┌─ Given data
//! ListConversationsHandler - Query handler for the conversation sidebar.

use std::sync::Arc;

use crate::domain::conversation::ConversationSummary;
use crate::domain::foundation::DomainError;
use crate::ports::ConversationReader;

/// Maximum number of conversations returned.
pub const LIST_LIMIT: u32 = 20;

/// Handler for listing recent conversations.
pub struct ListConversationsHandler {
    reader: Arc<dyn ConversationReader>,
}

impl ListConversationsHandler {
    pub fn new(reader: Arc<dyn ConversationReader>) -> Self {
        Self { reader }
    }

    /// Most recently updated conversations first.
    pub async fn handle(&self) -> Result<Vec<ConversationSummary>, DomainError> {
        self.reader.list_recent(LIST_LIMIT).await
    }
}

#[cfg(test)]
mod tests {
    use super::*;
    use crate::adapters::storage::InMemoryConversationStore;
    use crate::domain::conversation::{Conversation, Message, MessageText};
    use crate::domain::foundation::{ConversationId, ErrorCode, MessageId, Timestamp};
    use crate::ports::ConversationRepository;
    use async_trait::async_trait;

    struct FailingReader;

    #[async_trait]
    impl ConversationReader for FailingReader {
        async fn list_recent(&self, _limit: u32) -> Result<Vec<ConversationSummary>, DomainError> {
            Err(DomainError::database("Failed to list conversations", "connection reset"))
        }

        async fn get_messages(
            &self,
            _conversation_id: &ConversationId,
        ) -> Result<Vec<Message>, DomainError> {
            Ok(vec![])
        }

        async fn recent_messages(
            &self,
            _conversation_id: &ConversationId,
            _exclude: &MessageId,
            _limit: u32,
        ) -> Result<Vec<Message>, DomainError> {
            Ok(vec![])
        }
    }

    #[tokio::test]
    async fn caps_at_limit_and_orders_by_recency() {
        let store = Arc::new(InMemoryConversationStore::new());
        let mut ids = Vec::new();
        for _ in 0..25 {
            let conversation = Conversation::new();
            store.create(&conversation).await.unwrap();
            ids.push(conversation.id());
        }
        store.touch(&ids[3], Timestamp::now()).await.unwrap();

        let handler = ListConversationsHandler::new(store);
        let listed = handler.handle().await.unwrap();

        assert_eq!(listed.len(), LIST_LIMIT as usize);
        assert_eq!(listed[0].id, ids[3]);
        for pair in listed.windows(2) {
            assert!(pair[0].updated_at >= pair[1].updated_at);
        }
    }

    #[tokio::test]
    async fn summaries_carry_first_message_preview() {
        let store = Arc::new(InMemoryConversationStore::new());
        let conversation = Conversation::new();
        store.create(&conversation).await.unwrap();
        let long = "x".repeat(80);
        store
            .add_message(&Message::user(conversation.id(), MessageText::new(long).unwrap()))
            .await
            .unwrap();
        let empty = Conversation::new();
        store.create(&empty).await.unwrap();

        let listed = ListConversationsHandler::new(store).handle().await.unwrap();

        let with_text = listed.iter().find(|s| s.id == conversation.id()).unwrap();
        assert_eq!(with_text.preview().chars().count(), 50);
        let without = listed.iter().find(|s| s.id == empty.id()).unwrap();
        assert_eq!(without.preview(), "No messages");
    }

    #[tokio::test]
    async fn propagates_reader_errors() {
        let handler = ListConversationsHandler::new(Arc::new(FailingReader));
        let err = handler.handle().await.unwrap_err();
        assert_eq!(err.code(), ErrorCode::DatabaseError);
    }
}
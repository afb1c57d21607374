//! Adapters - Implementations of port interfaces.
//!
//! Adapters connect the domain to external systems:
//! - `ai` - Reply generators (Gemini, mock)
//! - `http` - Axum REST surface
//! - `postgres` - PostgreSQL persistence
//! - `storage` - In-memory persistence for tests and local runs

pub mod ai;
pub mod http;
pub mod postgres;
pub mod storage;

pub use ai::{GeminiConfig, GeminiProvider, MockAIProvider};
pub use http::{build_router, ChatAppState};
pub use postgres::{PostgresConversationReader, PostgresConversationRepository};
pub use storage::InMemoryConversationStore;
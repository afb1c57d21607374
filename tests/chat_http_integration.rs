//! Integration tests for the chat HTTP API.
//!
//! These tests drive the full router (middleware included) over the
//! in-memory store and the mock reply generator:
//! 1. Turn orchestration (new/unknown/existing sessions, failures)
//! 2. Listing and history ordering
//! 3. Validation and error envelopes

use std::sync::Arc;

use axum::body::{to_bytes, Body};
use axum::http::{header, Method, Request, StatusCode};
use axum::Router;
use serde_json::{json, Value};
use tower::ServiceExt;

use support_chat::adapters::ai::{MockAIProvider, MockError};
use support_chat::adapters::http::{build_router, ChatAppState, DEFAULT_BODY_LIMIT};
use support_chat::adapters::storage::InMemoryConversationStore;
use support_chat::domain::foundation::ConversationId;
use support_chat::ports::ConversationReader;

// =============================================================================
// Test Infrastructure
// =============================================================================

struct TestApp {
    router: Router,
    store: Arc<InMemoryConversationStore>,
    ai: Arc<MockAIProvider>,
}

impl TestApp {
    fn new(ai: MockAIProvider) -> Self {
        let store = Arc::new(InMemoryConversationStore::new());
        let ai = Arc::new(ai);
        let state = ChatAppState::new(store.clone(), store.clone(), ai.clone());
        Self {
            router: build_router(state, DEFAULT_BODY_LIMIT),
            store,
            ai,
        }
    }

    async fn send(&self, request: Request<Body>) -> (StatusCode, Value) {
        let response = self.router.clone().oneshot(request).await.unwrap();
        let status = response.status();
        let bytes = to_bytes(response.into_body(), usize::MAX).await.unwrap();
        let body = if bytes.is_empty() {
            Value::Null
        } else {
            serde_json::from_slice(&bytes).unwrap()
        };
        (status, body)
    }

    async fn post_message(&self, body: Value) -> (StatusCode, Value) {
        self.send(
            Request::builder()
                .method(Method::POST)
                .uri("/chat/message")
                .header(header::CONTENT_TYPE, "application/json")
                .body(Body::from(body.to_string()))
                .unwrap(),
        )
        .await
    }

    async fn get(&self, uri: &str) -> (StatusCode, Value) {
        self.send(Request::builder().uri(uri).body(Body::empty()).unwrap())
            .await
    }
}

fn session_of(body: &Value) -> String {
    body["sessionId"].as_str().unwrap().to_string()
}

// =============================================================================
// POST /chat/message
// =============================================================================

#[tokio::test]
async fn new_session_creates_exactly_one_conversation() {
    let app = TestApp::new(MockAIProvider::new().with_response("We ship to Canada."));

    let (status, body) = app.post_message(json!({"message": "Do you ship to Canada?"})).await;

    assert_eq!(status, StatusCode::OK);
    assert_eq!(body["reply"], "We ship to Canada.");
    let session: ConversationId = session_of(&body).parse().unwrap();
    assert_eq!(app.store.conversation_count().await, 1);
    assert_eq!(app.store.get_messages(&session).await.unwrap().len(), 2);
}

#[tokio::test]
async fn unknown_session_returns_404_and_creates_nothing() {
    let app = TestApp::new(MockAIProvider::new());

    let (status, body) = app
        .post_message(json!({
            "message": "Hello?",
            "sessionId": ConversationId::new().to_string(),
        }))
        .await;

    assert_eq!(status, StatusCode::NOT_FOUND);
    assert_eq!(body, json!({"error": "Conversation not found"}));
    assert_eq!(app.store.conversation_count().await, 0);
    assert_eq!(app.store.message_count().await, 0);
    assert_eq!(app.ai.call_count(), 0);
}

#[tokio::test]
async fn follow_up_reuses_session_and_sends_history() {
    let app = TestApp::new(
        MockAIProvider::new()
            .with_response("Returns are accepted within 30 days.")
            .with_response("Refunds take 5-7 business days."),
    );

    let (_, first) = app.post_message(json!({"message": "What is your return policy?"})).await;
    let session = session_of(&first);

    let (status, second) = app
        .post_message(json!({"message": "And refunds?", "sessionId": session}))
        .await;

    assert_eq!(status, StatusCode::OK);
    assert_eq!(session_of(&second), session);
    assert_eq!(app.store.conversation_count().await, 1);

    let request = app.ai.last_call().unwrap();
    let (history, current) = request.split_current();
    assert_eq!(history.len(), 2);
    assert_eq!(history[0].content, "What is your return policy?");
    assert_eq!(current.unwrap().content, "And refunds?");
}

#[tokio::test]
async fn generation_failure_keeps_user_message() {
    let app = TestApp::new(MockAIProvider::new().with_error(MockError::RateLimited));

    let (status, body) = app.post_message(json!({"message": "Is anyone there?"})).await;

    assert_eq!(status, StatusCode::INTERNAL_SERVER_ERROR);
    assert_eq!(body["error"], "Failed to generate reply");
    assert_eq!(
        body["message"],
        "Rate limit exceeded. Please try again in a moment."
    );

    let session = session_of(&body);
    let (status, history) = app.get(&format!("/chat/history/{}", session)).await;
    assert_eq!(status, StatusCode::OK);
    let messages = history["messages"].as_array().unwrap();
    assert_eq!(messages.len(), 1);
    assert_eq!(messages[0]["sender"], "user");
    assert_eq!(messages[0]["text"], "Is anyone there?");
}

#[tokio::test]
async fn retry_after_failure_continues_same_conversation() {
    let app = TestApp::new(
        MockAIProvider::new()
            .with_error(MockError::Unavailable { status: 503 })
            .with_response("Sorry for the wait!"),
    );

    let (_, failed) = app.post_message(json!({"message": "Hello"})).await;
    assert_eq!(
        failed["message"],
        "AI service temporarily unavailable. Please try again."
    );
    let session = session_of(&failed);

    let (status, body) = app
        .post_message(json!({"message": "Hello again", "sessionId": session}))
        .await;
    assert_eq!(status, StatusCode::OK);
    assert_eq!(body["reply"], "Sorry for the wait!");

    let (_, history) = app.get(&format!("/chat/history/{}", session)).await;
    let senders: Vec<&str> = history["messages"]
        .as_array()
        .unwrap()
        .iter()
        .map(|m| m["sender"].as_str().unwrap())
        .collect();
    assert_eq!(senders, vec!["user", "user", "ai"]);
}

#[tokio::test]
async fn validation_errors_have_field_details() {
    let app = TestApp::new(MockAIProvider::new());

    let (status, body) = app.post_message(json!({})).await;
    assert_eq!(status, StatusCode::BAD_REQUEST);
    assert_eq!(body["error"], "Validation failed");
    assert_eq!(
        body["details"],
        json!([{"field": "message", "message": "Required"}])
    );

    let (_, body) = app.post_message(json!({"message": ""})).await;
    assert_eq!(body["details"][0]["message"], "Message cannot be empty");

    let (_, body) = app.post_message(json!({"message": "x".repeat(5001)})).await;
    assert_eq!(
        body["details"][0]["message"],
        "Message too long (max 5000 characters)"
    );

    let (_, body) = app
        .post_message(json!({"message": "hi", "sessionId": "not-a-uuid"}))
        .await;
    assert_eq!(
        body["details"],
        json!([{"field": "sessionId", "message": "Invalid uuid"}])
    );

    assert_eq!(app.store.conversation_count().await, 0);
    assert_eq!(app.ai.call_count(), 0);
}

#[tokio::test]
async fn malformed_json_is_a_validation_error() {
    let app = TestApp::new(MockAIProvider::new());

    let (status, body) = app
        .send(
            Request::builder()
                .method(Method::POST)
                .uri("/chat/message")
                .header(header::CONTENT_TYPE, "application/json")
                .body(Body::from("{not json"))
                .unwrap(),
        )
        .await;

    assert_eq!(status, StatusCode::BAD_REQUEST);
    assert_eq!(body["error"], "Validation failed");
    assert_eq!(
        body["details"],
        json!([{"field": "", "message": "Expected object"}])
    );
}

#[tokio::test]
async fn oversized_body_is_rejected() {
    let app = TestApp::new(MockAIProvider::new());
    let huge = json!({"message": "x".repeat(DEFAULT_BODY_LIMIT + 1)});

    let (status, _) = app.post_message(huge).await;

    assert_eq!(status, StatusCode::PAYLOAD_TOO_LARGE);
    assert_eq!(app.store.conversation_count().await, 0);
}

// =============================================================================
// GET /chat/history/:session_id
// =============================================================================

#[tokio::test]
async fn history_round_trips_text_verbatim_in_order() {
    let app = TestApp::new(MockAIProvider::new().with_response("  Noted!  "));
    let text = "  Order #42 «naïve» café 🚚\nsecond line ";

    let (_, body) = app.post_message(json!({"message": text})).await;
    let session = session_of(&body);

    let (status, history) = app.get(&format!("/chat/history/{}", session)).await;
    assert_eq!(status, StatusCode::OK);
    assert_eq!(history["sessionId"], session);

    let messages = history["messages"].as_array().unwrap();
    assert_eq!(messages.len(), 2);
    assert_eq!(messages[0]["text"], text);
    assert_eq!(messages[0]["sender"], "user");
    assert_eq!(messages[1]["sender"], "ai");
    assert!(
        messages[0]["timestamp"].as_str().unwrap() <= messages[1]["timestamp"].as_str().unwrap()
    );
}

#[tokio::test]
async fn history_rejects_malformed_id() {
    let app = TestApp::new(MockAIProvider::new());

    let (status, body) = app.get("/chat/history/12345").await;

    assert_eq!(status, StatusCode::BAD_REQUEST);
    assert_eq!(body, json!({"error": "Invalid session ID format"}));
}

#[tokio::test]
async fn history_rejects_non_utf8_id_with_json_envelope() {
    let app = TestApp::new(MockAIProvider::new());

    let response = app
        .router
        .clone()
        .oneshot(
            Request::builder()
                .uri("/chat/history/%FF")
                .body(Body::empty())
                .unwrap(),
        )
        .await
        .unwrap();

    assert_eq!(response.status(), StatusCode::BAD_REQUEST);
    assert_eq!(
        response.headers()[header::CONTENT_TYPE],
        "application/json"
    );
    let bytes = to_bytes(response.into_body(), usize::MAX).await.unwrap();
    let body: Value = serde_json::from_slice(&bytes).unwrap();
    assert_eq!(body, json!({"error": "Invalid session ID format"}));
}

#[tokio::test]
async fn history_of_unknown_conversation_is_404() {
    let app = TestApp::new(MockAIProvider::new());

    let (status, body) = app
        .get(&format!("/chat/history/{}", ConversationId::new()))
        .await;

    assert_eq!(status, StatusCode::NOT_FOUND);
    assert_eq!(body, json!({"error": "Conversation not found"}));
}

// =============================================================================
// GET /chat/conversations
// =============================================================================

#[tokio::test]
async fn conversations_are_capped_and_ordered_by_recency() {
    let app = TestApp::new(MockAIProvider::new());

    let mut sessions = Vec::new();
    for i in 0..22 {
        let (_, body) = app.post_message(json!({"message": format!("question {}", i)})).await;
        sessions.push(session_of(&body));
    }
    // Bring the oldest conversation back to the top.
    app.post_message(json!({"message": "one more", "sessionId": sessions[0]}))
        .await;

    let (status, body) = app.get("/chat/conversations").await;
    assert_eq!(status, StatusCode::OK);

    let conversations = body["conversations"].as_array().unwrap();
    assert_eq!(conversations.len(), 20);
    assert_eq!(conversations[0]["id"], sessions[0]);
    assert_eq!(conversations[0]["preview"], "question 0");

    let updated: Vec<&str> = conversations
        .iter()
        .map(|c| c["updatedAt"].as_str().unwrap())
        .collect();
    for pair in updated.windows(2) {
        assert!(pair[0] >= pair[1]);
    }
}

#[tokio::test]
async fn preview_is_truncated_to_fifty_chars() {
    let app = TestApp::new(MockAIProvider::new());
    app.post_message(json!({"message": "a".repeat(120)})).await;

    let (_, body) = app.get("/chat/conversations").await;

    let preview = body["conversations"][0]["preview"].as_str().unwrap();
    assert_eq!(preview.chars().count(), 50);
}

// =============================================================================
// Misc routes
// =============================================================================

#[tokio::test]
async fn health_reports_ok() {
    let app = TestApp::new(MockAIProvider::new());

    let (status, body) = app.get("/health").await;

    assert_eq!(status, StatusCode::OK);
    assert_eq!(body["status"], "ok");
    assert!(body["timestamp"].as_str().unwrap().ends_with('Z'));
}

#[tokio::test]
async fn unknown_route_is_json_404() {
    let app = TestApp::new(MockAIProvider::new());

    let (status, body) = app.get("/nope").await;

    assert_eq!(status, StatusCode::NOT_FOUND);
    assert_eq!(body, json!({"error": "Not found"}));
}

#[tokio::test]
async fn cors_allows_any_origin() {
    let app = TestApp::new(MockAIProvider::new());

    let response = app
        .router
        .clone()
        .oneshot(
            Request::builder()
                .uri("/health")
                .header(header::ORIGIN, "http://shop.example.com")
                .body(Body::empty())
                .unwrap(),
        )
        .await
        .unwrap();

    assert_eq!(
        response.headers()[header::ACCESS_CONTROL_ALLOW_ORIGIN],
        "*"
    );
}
└─
▶ Exercise instructions
From the material above, set down exactly the lines between the line holding "use support_chat::domain::foundation::ConversationId;" and the line holding "let status = response.status();", inclusive. Include nothing else.

▶ Solution to this task
use support_chat::domain::foundation::ConversationId;
use support_chat::ports::ConversationReader;

// =============================================================================
// Test Infrastructure
// =============================================================================

struct TestApp {
    router: Router,
    store: Arc<InMemoryConversationStore>,
    ai: Arc<MockAIProvider>,
}

impl TestApp {
    fn new(ai: MockAIProvider) -> Self {
        let store = Arc::new(InMemoryConversationStore::new());
        let ai = Arc::new(ai);
        let state = ChatAppState::new(store.clone(), store.clone(), ai.clone());
        Self {
            router: build_router(state, DEFAULT_BODY_LIMIT),
            store,
            ai,
        }
    }

    async fn send(&self, request: Request<Body>) -> (StatusCode, Value) {
        let response = self.router.clone().oneshot(request).await.unwrap();
        let status = response.status();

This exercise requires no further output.